I need all the entries repeated exactly as written.

:: INFORMATION SHOWN ::

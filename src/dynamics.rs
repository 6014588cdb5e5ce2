use nalgebra::Vector3;
use thiserror::Error;

use crate::config::VehicleParams;
use crate::control::VehicleState;
use crate::rotation::Attitude;

/// Rigid-body state of the simulated vehicle in the NED frame.
///
/// # Fields
///
/// * `position_x`, `position_y`, `position_z` - North, east, down position (meters)
/// * `velocity_x`, `velocity_y`, `velocity_z` - North, east, down velocity (m/s)
/// * `roll`, `pitch`, `yaw` - Euler angles (radians)
/// * `roll_rate`, `pitch_rate`, `yaw_rate` - Body rates p, q, r (rad/s)
#[derive(Clone, Copy, Debug, Default, PartialEq)]
pub struct State {
    pub position_x: f64,
    pub position_y: f64,
    pub position_z: f64,
    pub velocity_x: f64,
    pub velocity_y: f64,
    pub velocity_z: f64,
    pub roll: f64,
    pub pitch: f64,
    pub yaw: f64,
    pub roll_rate: f64,
    pub pitch_rate: f64,
    pub yaw_rate: f64,
}

impl State {
    /// Flattens the state for the integrator:
    /// [n, e, d, vn, ve, vd, roll, pitch, yaw, p, q, r]
    pub fn to_array(&self) -> [f64; 12] {
        [
            self.position_x,
            self.position_y,
            self.position_z,
            self.velocity_x,
            self.velocity_y,
            self.velocity_z,
            self.roll,
            self.pitch,
            self.yaw,
            self.roll_rate,
            self.pitch_rate,
            self.yaw_rate,
        ]
    }

    pub fn from_array(arr: &[f64; 12]) -> Self {
        State {
            position_x: arr[0],
            position_y: arr[1],
            position_z: arr[2],
            velocity_x: arr[3],
            velocity_y: arr[4],
            velocity_z: arr[5],
            roll: arr[6],
            pitch: arr[7],
            yaw: arr[8],
            roll_rate: arr[9],
            pitch_rate: arr[10],
            yaw_rate: arr[11],
        }
    }
}

impl From<&State> for VehicleState {
    /// Perfect-knowledge estimate of the simulated state.
    fn from(state: &State) -> Self {
        VehicleState {
            position: Vector3::new(state.position_x, state.position_y, state.position_z),
            velocity: Vector3::new(state.velocity_x, state.velocity_y, state.velocity_z),
            attitude: Attitude::new(state.roll, state.pitch, state.yaw),
            body_rate: Vector3::new(state.roll_rate, state.pitch_rate, state.yaw_rate),
        }
    }
}

#[derive(Debug, Error)]
pub enum SimulationError {
    #[error("integration did not reach t = {0}")]
    IntegrationFailed(f64),
}

/// Equations of motion for a multirotor in the NED frame.
///
/// Thrust acts along the body -z axis, gravity along world +z. Moments are
/// held constant over the integration span.
pub struct DroneODE {
    pub params: VehicleParams,
    /// Collective thrust (N)
    pub thrust: f64,
    /// Body moments [Mx, My, Mz] (N⋅m)
    pub moment: Vector3<f64>,
}

impl fast_ode::DifferentialEquation<12> for DroneODE {
    fn ode_dot_y(&self, _t: f64, y: &fast_ode::Coord<12>) -> (fast_ode::Coord<12>, bool) {
        let state = y.0;

        let phi = state[6];
        let theta = state[7];
        let p = state[9];
        let q = state[10];
        let r = state[11];

        let (sin_phi, cos_phi) = phi.sin_cos();
        let cos_theta = theta.cos();
        let tan_theta = theta.tan();

        // Thrust direction in the world frame is -R * e_z.
        let rot = Attitude::new(phi, theta, state[8]).rotation_matrix();
        let thrust_world = rot * Vector3::new(0.0, 0.0, -self.thrust);

        let mut dot_y = [0.0; 12];

        dot_y[0] = state[3];
        dot_y[1] = state[4];
        dot_y[2] = state[5];

        let mass = self.params.mass;
        dot_y[3] = thrust_world[0] / mass;
        dot_y[4] = thrust_world[1] / mass;
        dot_y[5] = thrust_world[2] / mass + self.params.gravity;

        // Euler angle kinematics
        dot_y[6] = p + q * sin_phi * tan_theta + r * cos_phi * tan_theta;
        dot_y[7] = q * cos_phi - r * sin_phi;
        dot_y[8] = if cos_theta.abs() > 1e-6 {
            (q * sin_phi + r * cos_phi) / cos_theta
        } else {
            0.0
        };

        // Euler's rotational equations
        let inertia = self.params.moment_of_inertia;
        let (ixx, iyy, izz) = (inertia[0], inertia[1], inertia[2]);
        dot_y[9] = (self.moment[0] + (iyy - izz) * q * r) / ixx;
        dot_y[10] = (self.moment[1] + (izz - ixx) * r * p) / iyy;
        dot_y[11] = (self.moment[2] + (ixx - iyy) * p * q) / izz;

        (fast_ode::Coord(dot_y), true)
    }
}

/// Integrates the vehicle over `time_span` with constant thrust and moments.
pub fn simulate_drone(
    initial_state: State,
    params: VehicleParams,
    thrust: f64,
    moment: Vector3<f64>,
    time_span: (f64, f64),
    tolerance: f64,
) -> Result<State, SimulationError> {
    let ode = DroneODE {
        params,
        thrust,
        moment,
    };

    let initial_coord = fast_ode::Coord(initial_state.to_array());

    let result = fast_ode::solve_ivp(
        &ode,
        time_span,
        initial_coord,
        |_, _| true,
        tolerance,
        tolerance * 10.0,
    );

    match result {
        fast_ode::IvpResult::FinalTimeReached(final_coord) => Ok(State::from_array(&final_coord.0)),
        _ => Err(SimulationError::IntegrationFailed(time_span.1)),
    }
}

#[cfg(test)]
mod tests {
    use super::*;

    fn params() -> VehicleParams {
        VehicleParams {
            mass: 1.0,
            ..VehicleParams::default()
        }
    }

    #[test]
    fn test_hover_simulation() {
        let initial_state = State {
            position_z: -1.0,
            ..State::default()
        };
        let params = params();

        let final_state = simulate_drone(
            initial_state,
            params,
            params.mass * params.gravity,
            Vector3::zeros(),
            (0.0, 1.0),
            1e-6,
        )
        .unwrap();

        assert!((final_state.position_z + 1.0).abs() < 1e-3);
        assert!(final_state.velocity_z.abs() < 1e-3);
    }

    #[test]
    fn test_free_fall() {
        let initial_state = State {
            position_z: -10.0,
            ..State::default()
        };

        let t = 1.0;
        let final_state =
            simulate_drone(initial_state, params(), 0.0, Vector3::zeros(), (0.0, t), 1e-6).unwrap();

        // Down is positive: z = z0 + 0.5*g*t^2
        let expected_z = -10.0 + 0.5 * 9.81 * t * t;
        let expected_vz = 9.81 * t;

        assert!((final_state.position_z - expected_z).abs() < 0.01);
        assert!((final_state.velocity_z - expected_vz).abs() < 0.01);
    }

    #[test]
    fn test_roll_accelerates_east() {
        let roll: f64 = 0.1;
        let initial_state = State {
            roll,
            ..State::default()
        };
        let params = params();

        let final_state = simulate_drone(
            initial_state,
            params,
            params.mass * params.gravity / roll.cos(),
            Vector3::zeros(),
            (0.0, 1.0),
            1e-6,
        )
        .unwrap();

        assert!((final_state.velocity_y - params.gravity * roll.tan()).abs() < 0.01);
        assert!(final_state.velocity_z.abs() < 0.01);
        assert!(final_state.velocity_x.abs() < 1e-9);
    }

    #[test]
    fn test_roll_moment_spins_up_roll_rate() {
        let params = params();
        let final_state = simulate_drone(
            State::default(),
            params,
            params.mass * params.gravity,
            Vector3::new(0.01, 0.0, 0.0),
            (0.0, 0.1),
            1e-8,
        )
        .unwrap();

        // p_dot = Mx / Ixx = 0.01 / 0.005
        assert!((final_state.roll_rate - 0.2).abs() < 1e-4);
        assert!(final_state.roll > 0.0);
        assert!(final_state.pitch_rate.abs() < 1e-12);
    }
}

:::

_ANSWER BOX_
filename src/dynamics.rs
repository 6014588cdb5e5ce2
use nalgebra::Vector3;
use thiserror::Error;

use crate::config::VehicleParams;
use crate::control::VehicleState;
use crate::rotation::Attitude;

/// Rigid-body state of the simulated vehicle in the NED frame.
///
/// # Fields
///
/// * `position_x`, `position_y`, `position_z` - North, east, down position (meters)
/// * `velocity_x`, `velocity_y`, `velocity_z` - North, east, down velocity (m/s)
/// * `roll`, `pitch`, `yaw` - Euler angles (radians)
/// * `roll_rate`, `pitch_rate`, `yaw_rate` - Body rates p, q, r (rad/s)
#[derive(Clone, Copy, Debug, Default, PartialEq)]
pub struct State {
    pub position_x: f64,
    pub position_y: f64,
    pub position_z: f64,
    pub velocity_x: f64,
    pub velocity_y: f64,
    pub velocity_z: f64,
    pub roll: f64,
    pub pitch: f64,
    pub yaw: f64,
    pub roll_rate: f64,
    pub pitch_rate: f64,
    pub yaw_rate: f64,
}

impl State {
    /// Flattens the state for the integrator:
    /// [n, e, d, vn, ve, vd, roll, pitch, yaw, p, q, r]
    pub fn to_array(&self) -> [f64; 12] {
        [
            self.position_x,
            self.position_y,
            self.position_z,
            self.velocity_x,
            self.velocity_y,
            self.velocity_z,
            self.roll,
            self.pitch,
            self.yaw,
            self.roll_rate,
            self.pitch_rate,
            self.yaw_rate,
        ]
    }

    pub fn from_array(arr: &[f64; 12]) -> Self {
        State {
            position_x: arr[0],
            position_y: arr[1],
            position_z: arr[2],
            velocity_x: arr[3],
            velocity_y: arr[4],
            velocity_z: arr[5],
            roll: arr[6],
            pitch: arr[7],
            yaw: arr[8],
            roll_rate: arr[9],
            pitch_rate: arr[10],
            yaw_rate: arr[11],
        }
    }
}

impl From<&State> for VehicleState {
    /// Perfect-knowledge estimate of the simulated state.
    fn from(state: &State) -> Self {
        VehicleState {
            position: Vector3::new(state.position_x, state.position_y, state.position_z),
            velocity: Vector3::new(state.velocity_x, state.velocity_y, state.velocity_z),
            attitude: Attitude::new(state.roll, state.pitch, state.yaw),
            body_rate: Vector3::new(state.roll_rate, state.pitch_rate, state.yaw_rate),
        }
    }
}

#[derive(Debug, Error)]
pub enum SimulationError {
    #[error("integration did not reach t = {0}")]
    IntegrationFailed(f64),
}

/// Equations of motion for a multirotor in the NED frame.
///
/// Thrust acts along the body -z axis, gravity along world +z. Moments are
/// held constant over the integration span.
pub struct DroneODE {
    pub params: VehicleParams,
    /// Collective thrust (N)
    pub thrust: f64,
    /// Body moments [Mx, My, Mz] (N⋅m)
    pub moment: Vector3<f64>,
}

impl fast_ode::DifferentialEquation<12> for DroneODE {
    fn ode_dot_y(&self, _t: f64, y: &fast_ode::Coord<12>) -> (fast_ode::Coord<12>, bool) {
        let state = y.0;

        let phi = state[6];
        let theta = state[7];
        let p = state[9];
        let q = state[10];
        let r = state[11];

        let (sin_phi, cos_phi) = phi.sin_cos();
        let cos_theta = theta.cos();
        let tan_theta = theta.tan();

        // Thrust direction in the world frame is -R * e_z.
        let rot = Attitude::new(phi, theta, state[8]).rotation_matrix();
        let thrust_world = rot * Vector3::new(0.0, 0.0, -self.thrust);

        let mut dot_y = [0.0; 12];

        dot_y[0] = state[3];
        dot_y[1] = state[4];
        dot_y[2] = state[5];

        let mass = self.params.mass;
        dot_y[3] = thrust_world[0] / mass;
        dot_y[4] = thrust_world[1] / mass;
        dot_y[5] = thrust_world[2] / mass + self.params.gravity;

        // Euler angle kinematics
        dot_y[6] = p + q * sin_phi * tan_theta + r * cos_phi * tan_theta;
        dot_y[7] = q * cos_phi - r * sin_phi;
        dot_y[8] = if cos_theta.abs() > 1e-6 {
            (q * sin_phi + r * cos_phi) / cos_theta
        } else {
            0.0
        };

        // Euler's rotational equations
        let inertia = self.params.moment_of_inertia;
        let (ixx, iyy, izz) = (inertia[0], inertia[1], inertia[2]);
        dot_y[9] = (self.moment[0] + (iyy - izz) * q * r) / ixx;
        dot_y[10] = (self.moment[1] + (izz - ixx) * r * p) / iyy;
        dot_y[11] = (self.moment[2] + (ixx - iyy) * p * q) / izz;

        (fast_ode::Coord(dot_y), true)
    }
}

/// Integrates the vehicle over `time_span` with constant thrust and moments.
pub fn simulate_drone(
    initial_state: State,
    params: VehicleParams,
    thrust: f64,
    moment: Vector3<f64>,
    time_span: (f64, f64),
    tolerance: f64,
) -> Result<State, SimulationError> {
    let ode = DroneODE {
        params,
        thrust,
        moment,
    };

    let initial_coord = fast_ode::Coord(initial_state.to_array());

    let result = fast_ode::solve_ivp(
        &ode,
        time_span,
        initial_coord,
        |_, _| true,
        tolerance,
        tolerance * 10.0,
    );

    match result {
        fast_ode::IvpResult::FinalTimeReached(final_coord) => Ok(State::from_array(&final_coord.0)),
        _ => Err(SimulationError::IntegrationFailed(time_span.1)),
    }
}

#[cfg(test)]
mod tests {
    use super::*;

    fn params() -> VehicleParams {
        VehicleParams {
            mass: 1.0,
            ..VehicleParams::default()
        }
    }

    #[test]
    fn test_hover_simulation() {
        let initial_state = State {
            position_z: -1.0,
            ..State::default()
        };
        let params = params();

        let final_state = simulate_drone(
            initial_state,
            params,
            params.mass * params.gravity,
            Vector3::zeros(),
            (0.0, 1.0),
            1e-6,
        )
        .unwrap();

        assert!((final_state.position_z + 1.0).abs() < 1e-3);
        assert!(final_state.velocity_z.abs() < 1e-3);
    }

    #[test]
    fn test_free_fall() {
        let initial_state = State {
            position_z: -10.0,
            ..State::default()
        };

        let t = 1.0;
        let final_state =
            simulate_drone(initial_state, params(), 0.0, Vector3::zeros(), (0.0, t), 1e-6).unwrap();

        // Down is positive: z = z0 + 0.5*g*t^2
        let expected_z = -10.0 + 0.5 * 9.81 * t * t;
        let expected_vz = 9.81 * t;

        assert!((final_state.position_z - expected_z).abs() < 0.01);
        assert!((final_state.velocity_z - expected_vz).abs() < 0.01);
    }

    #[test]
    fn test_roll_accelerates_east() {
        let roll: f64 = 0.1;
        let initial_state = State {
            roll,
            ..State::default()
        };
        let params = params();

        let final_state = simulate_drone(
            initial_state,
            params,
            params.mass * params.gravity / roll.cos(),
            Vector3::zeros(),
            (0.0, 1.0),
            1e-6,
        )
        .unwrap();

        assert!((final_state.velocity_y - params.gravity * roll.tan()).abs() < 0.01);
        assert!(final_state.velocity_z.abs() < 0.01);
        assert!(final_state.velocity_x.abs() < 1e-9);
    }

    #[test]
    fn test_roll_moment_spins_up_roll_rate() {
        let params = params();
        let final_state = simulate_drone(
            State::default(),
            params,
            params.mass * params.gravity,
            Vector3::new(0.01, 0.0, 0.0),
            (0.0, 0.1),
            1e-8,
        )
        .unwrap();

        // p_dot = Mx / Ixx = 0.01 / 0.005
        assert!((final_state.roll_rate - 0.2).abs() < 1e-4);
        assert!(final_state.roll > 0.0);
        assert!(final_state.pitch_rate.abs() < 1e-12);
    }
}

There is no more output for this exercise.